**Work required**
Whatever the records contain, reproduce all of them exactly.

(Saved entries)
■ ■ ■ ■
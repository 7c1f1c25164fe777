//! Error types for the agent core
//!
//! Command handlers work with `anyhow`; the types here keep the distinctions
//! the agents need to react differently (reauth vs retry vs user-facing turn
//! failure).

use std::path::PathBuf;

use thiserror::Error;

/// Failure talking to the chat-completion backend
#[derive(Debug, Error)]
pub enum BackendError {
    #[error("authentication rejected: {0}")]
    Authentication(String),

    #[error("API error{}: {message}", .status.map(|s| format!(" (HTTP {s})")).unwrap_or_default())]
    Api {
        status: Option<u16>,
        message: String,
    },

    #[error("malformed response stream: {0}")]
    Stream(String),
}

impl BackendError {
    pub fn api(message: impl Into<String>) -> Self {
        Self::Api {
            status: None,
            message: message.into(),
        }
    }
}

impl From<reqwest::Error> for BackendError {
    fn from(err: reqwest::Error) -> Self {
        Self::Api {
            status: err.status().map(|s| s.as_u16()),
            message: err.to_string(),
        }
    }
}

/// Turn-level failure of a conversation or AI task
#[derive(Debug, Error)]
pub enum AgentError {
    #[error("Authentication error with {entry}, please reauthenticate")]
    Auth { entry: String },

    #[error("Error talking to {entry}: {error}")]
    Api { entry: String, error: String },

    #[error("File not found: {}", .0.display())]
    FileNotFound(PathBuf),

    #[error("Unsupported file type: {}", .0.display())]
    UnsupportedFileType(PathBuf),

    #[error("The model did not return an assistant response")]
    NoAssistantResponse,

    #[error("Error parsing structured response: {0}")]
    StructuredResponse(String),

    #[error("No final response after {0} backend round trips")]
    IterationLimit(usize),
}

/// Chat log could not be prepared for the turn
#[derive(Debug, Error)]
#[error("{message}")]
pub struct ConverseError {
    pub message: String,
}

impl ConverseError {
    pub fn new(message: impl Into<String>) -> Self {
        Self {
            message: message.into(),
        }
    }
}

/// Integration could not be started
#[derive(Debug, Error)]
pub enum SetupError {
    #[error("Authentication error with {entry}: {reason}")]
    AuthFailed { entry: String, reason: String },

    #[error("{entry} is not ready: {reason}")]
    NotReady { entry: String, reason: String },
}
//! Diagnostics command

use anyhow::Result;

use super::ENTRY_TITLE;
use crate::config::RuntimeContext;
use crate::diagnostics::config_entry_diagnostics;
use crate::output::print_output;

pub fn run(ctx: &RuntimeContext) -> Result<()> {
    let diagnostics = config_entry_diagnostics(ENTRY_TITLE, &ctx.config)?;
    print_output(ctx, &diagnostics)
}
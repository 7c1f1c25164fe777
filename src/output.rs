//! Output formatting utilities
//!
//! Handles JSON, YAML, and table output formats.

use std::io::IsTerminal;

use anyhow::Result;
use serde::Serialize;
use tabled::{settings::Style, Table, Tabled};

use crate::cli::OutputFormat;
use crate::config::RuntimeContext;

/// Format and print data according to the configured output format
pub fn print_output<T: Serialize>(ctx: &RuntimeContext, data: &T) -> Result<()> {
    let output = format_output(ctx, data)?;
    println!("{output}");
    Ok(())
}

/// Format data according to the configured output format
pub fn format_output<T: Serialize>(ctx: &RuntimeContext, data: &T) -> Result<String> {
    let format = ctx.output_format();
    let is_tty = std::io::stdout().is_terminal();

    match format {
        OutputFormat::Json => {
            if is_tty {
                Ok(serde_json::to_string_pretty(data)?)
            } else {
                Ok(serde_json::to_string(data)?)
            }
        }
        OutputFormat::Yaml => Ok(serde_yaml::to_string(data)?),
        OutputFormat::Table | OutputFormat::Auto => {
            if !is_tty && matches!(format, OutputFormat::Auto) {
                Ok(serde_json::to_string(data)?)
            } else {
                Ok(serde_json::to_string_pretty(data)?)
            }
        }
    }
}

/// True when output goes to a person rather than a program
pub fn is_human_output(ctx: &RuntimeContext) -> bool {
    match ctx.output_format() {
        OutputFormat::Table => true,
        OutputFormat::Auto => std::io::stdout().is_terminal(),
        _ => false,
    }
}

/// Print items as a table, or serialized when a machine format is requested
pub fn print_table<T: Tabled + Serialize>(ctx: &RuntimeContext, items: &[T]) -> Result<()> {
    if !is_human_output(ctx) {
        return print_output(ctx, &items);
    }

    let table = build_table(ctx, items);
    println!("{table}");
    Ok(())
}

fn build_table<T: Tabled>(ctx: &RuntimeContext, items: &[T]) -> Table {
    let mut table = Table::new(items);
    table.with(Style::sharp());

    if ctx.global.no_headers || ctx.config.output.no_headers {
        table.with(tabled::settings::Remove::row(
            tabled::settings::object::Rows::first(),
        ));
    }

    table
}

/// Parse JSON input from various sources (inline, @file, - for stdin)
pub fn parse_json_input(input: &str) -> Result<serde_json::Value> {
    let input = input.trim();

    if input == "-" {
        use std::io::Read;
        let mut buffer = String::new();
        std::io::stdin().read_to_string(&mut buffer)?;
        return Ok(serde_json::from_str(&buffer)?);
    }

    if let Some(path) = input.strip_prefix('@') {
        let content = std::fs::read_to_string(path)?;
        return Ok(serde_json::from_str(&content)?);
    }

    Ok(serde_json::from_str(input)?)
}
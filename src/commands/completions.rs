//! Shell completions command

use std::io;

use anyhow::Result;
use clap::CommandFactory;
use clap_complete::Shell;

use crate::cli::Cli;

pub fn run(shell: Shell) -> Result<()> {
    write_completions(shell, &mut io::stdout());
    Ok(())
}

fn write_completions(shell: Shell, out: &mut dyn io::Write) {
    let mut cmd = Cli::command();
    let bin_name = cmd.get_name().to_string();
    clap_complete::generate(shell, &mut cmd, bin_name, out);
}

#[cfg(test)]
mod tests {
    use super::*;

    #[test]
    fn test_bash_completions_cover_commands() {
        let mut buffer = Vec::new();
        write_completions(Shell::Bash, &mut buffer);

        let script = String::from_utf8(buffer).unwrap();
        assert!(script.contains("pplx-assist"));
        for command in ["ask", "chat", "task", "check", "agents", "diagnostics"] {
            assert!(script.contains(command), "missing {command}");
        }
    }
}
■ ■ ■ ■
**Solved exercise**
repository 7c1f1c25164fe777
//! Error types for the agent core
//!
//! Command handlers work with `anyhow`; the types here keep the distinctions
//! the agents need to react differently (reauth vs retry vs user-facing turn
//! failure).

use std::path::PathBuf;

use thiserror::Error;

/// Failure talking to the chat-completion backend
#[derive(Debug, Error)]
pub enum BackendError {
    #[error("authentication rejected: {0}")]
    Authentication(String),

    #[error("API error{}: {message}", .status.map(|s| format!(" (HTTP {s})")).unwrap_or_default())]
    Api {
        status: Option<u16>,
        message: String,
    },

    #[error("malformed response stream: {0}")]
    Stream(String),
}

impl BackendError {
    pub fn api(message: impl Into<String>) -> Self {
        Self::Api {
            status: None,
            message: message.into(),
        }
    }
}

impl From<reqwest::Error> for BackendError {
    fn from(err: reqwest::Error) -> Self {
        Self::Api {
            status: err.status().map(|s| s.as_u16()),
            message: err.to_string(),
        }
    }
}

/// Turn-level failure of a conversation or AI task
#[derive(Debug, Error)]
pub enum AgentError {
    #[error("Authentication error with {entry}, please reauthenticate")]
    Auth { entry: String },

    #[error("Error talking to {entry}: {error}")]
    Api { entry: String, error: String },

    #[error("File not found: {}", .0.display())]
    FileNotFound(PathBuf),

    #[error("Unsupported file type: {}", .0.display())]
    UnsupportedFileType(PathBuf),

    #[error("The model did not return an assistant response")]
    NoAssistantResponse,

    #[error("Error parsing structured response: {0}")]
    StructuredResponse(String),

    #[error("No final response after {0} backend round trips")]
    IterationLimit(usize),
}

/// Chat log could not be prepared for the turn
#[derive(Debug, Error)]
#[error("{message}")]
pub struct ConverseError {
    pub message: String,
}

impl ConverseError {
    pub fn new(message: impl Into<String>) -> Self {
        Self {
            message: message.into(),
        }
    }
}

/// Integration could not be started
#[derive(Debug, Error)]
pub enum SetupError {
    #[error("Authentication error with {entry}: {reason}")]
    AuthFailed { entry: String, reason: String },

    #[error("{entry} is not ready: {reason}")]
    NotReady { entry: String, reason: String },
}
//! Diagnostics command

use anyhow::Result;

use super::ENTRY_TITLE;
use crate::config::RuntimeContext;
use crate::diagnostics::config_entry_diagnostics;
use crate::output::print_output;

pub fn run(ctx: &RuntimeContext) -> Result<()> {
    let diagnostics = config_entry_diagnostics(ENTRY_TITLE, &ctx.config)?;
    print_output(ctx, &diagnostics)
}
repository 7c1f1c25164fe777
filename src/output.rs
//! Output formatting utilities
//!
//! Handles JSON, YAML, and table output formats.

use std::io::IsTerminal;

use anyhow::Result;
use serde::Serialize;
use tabled::{settings::Style, Table, Tabled};

use crate::cli::OutputFormat;
use crate::config::RuntimeContext;

/// Format and print data according to the configured output format
pub fn print_output<T: Serialize>(ctx: &RuntimeContext, data: &T) -> Result<()> {
    let output = format_output(ctx, data)?;
    println!("{output}");
    Ok(())
}

/// Format data according to the configured output format
pub fn format_output<T: Serialize>(ctx: &RuntimeContext, data: &T) -> Result<String> {
    let format = ctx.output_format();
    let is_tty = std::io::stdout().is_terminal();

    match format {
        OutputFormat::Json => {
            if is_tty {
                Ok(serde_json::to_string_pretty(data)?)
            } else {
                Ok(serde_json::to_string(data)?)
            }
        }
        OutputFormat::Yaml => Ok(serde_yaml::to_string(data)?),
        OutputFormat::Table | OutputFormat::Auto => {
            if !is_tty && matches!(format, OutputFormat::Auto) {
                Ok(serde_json::to_string(data)?)
            } else {
                Ok(serde_json::to_string_pretty(data)?)
            }
        }
    }
}

/// True when output goes to a person rather than a program
pub fn is_human_output(ctx: &RuntimeContext) -> bool {
    match ctx.output_format() {
        OutputFormat::Table => true,
        OutputFormat::Auto => std::io::stdout().is_terminal(),
        _ => false,
    }
}

/// Print items as a table, or serialized when a machine format is requested
pub fn print_table<T: Tabled + Serialize>(ctx: &RuntimeContext, items: &[T]) -> Result<()> {
    if !is_human_output(ctx) {
        return print_output(ctx, &items);
    }

    let table = build_table(ctx, items);
    println!("{table}");
    Ok(())
}

fn build_table<T: Tabled>(ctx: &RuntimeContext, items: &[T]) -> Table {
    let mut table = Table::new(items);
    table.with(Style::sharp());

    if ctx.global.no_headers || ctx.config.output.no_headers {
        table.with(tabled::settings::Remove::row(
            tabled::settings::object::Rows::first(),
        ));
    }

    table
}

/// Parse JSON input from various sources (inline, @file, - for stdin)
pub fn parse_json_input(input: &str) -> Result<serde_json::Value> {
    let input = input.trim();

    if input == "-" {
        use std::io::Read;
        let mut buffer = String::new();
        std::io::stdin().read_to_string(&mut buffer)?;
        return Ok(serde_json::from_str(&buffer)?);
    }

    if let Some(path) = input.strip_prefix('@') {
        let content = std::fs::read_to_string(path)?;
        return Ok(serde_json::from_str(&content)?);
    }

    Ok(serde_json::from_str(input)?)
}
filename src/commands/completions.rs
//! Shell completions command

use std::io;

use anyhow::Result;
use clap::CommandFactory;
use clap_complete::Shell;

use crate::cli::Cli;

pub fn run(shell: Shell) -> Result<()> {
    write_completions(shell, &mut io::stdout());
    Ok(())
}

fn write_completions(shell: Shell, out: &mut dyn io::Write) {
    let mut cmd = Cli::command();
    let bin_name = cmd.get_name().to_string();
    clap_complete::generate(shell, &mut cmd, bin_name, out);
}

#[cfg(test)]
mod tests {
    use super::*;

    #[test]
    fn test_bash_completions_cover_commands() {
        let mut buffer = Vec::new();
        write_completions(Shell::Bash, &mut buffer);

        let script = String::from_utf8(buffer).unwrap();
        assert!(script.contains("pplx-assist"));
        for command in ["ask", "chat", "task", "check", "agents", "diagnostics"] {
            assert!(script.contains(command), "missing {command}");
        }
    }
}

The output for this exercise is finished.